### Brief
Only the lines that include "Result" should be copied from the data below.
[Opening Material for this task section]
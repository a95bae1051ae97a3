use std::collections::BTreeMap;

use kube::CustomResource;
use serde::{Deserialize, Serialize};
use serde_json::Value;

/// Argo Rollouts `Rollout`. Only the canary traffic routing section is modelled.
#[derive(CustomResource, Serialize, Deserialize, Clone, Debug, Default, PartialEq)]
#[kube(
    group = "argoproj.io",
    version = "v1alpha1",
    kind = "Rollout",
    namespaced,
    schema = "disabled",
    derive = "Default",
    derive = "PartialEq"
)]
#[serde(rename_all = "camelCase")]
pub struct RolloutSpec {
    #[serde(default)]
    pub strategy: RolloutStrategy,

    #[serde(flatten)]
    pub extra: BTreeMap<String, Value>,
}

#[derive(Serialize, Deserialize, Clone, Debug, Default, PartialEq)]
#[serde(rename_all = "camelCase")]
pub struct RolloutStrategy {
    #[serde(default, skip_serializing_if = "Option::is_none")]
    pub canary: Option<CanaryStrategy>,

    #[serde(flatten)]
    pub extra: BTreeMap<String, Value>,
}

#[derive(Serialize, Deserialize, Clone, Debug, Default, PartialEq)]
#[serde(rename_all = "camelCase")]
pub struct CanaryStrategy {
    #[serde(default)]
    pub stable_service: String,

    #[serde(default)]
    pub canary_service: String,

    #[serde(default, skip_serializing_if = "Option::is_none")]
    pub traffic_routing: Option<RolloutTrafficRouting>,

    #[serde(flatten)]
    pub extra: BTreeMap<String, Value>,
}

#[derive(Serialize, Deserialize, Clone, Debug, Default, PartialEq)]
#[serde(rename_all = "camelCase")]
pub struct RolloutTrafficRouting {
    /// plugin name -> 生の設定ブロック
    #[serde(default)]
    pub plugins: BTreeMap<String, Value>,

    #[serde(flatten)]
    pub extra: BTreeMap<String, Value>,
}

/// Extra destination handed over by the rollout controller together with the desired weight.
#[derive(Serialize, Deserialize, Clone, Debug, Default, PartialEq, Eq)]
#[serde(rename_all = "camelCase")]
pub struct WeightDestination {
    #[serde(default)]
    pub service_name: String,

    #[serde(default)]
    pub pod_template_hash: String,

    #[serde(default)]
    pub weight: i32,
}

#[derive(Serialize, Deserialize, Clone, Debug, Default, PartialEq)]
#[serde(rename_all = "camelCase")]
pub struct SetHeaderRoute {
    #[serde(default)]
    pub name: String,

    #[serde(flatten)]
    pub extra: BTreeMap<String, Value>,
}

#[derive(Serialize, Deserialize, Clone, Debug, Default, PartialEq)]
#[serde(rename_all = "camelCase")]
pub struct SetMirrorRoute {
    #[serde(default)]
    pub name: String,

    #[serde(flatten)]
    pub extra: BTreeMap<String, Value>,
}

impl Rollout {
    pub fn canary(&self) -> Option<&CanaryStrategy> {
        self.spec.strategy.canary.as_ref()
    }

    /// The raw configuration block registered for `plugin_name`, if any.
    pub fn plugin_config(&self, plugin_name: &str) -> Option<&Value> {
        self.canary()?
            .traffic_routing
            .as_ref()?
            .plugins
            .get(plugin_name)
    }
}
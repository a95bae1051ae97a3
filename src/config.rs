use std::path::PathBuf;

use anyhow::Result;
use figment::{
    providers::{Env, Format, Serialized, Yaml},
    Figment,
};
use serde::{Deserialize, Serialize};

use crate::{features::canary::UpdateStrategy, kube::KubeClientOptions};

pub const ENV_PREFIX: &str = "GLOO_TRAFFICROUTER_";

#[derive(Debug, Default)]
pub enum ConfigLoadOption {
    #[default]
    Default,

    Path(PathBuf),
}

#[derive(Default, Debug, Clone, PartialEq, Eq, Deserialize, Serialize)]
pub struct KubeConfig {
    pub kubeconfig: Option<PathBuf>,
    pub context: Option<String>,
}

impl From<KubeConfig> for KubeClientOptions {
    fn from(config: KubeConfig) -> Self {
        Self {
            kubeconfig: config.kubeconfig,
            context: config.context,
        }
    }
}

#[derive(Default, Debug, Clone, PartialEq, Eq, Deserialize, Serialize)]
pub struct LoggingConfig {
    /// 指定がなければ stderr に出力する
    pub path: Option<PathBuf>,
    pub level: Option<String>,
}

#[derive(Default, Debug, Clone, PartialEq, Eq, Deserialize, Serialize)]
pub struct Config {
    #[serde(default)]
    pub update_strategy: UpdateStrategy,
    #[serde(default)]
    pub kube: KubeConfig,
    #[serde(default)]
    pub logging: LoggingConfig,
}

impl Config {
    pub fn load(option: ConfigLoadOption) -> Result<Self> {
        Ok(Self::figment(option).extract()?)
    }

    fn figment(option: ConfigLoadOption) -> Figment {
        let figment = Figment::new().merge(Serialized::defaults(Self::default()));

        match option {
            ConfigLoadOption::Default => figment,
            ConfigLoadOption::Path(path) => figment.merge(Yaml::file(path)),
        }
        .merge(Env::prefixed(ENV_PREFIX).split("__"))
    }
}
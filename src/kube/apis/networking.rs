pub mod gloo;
[Closing Material for this task section]
### Task output
use anyhow::Result;
    pub fn load(option: ConfigLoadOption) -> Result<Self> {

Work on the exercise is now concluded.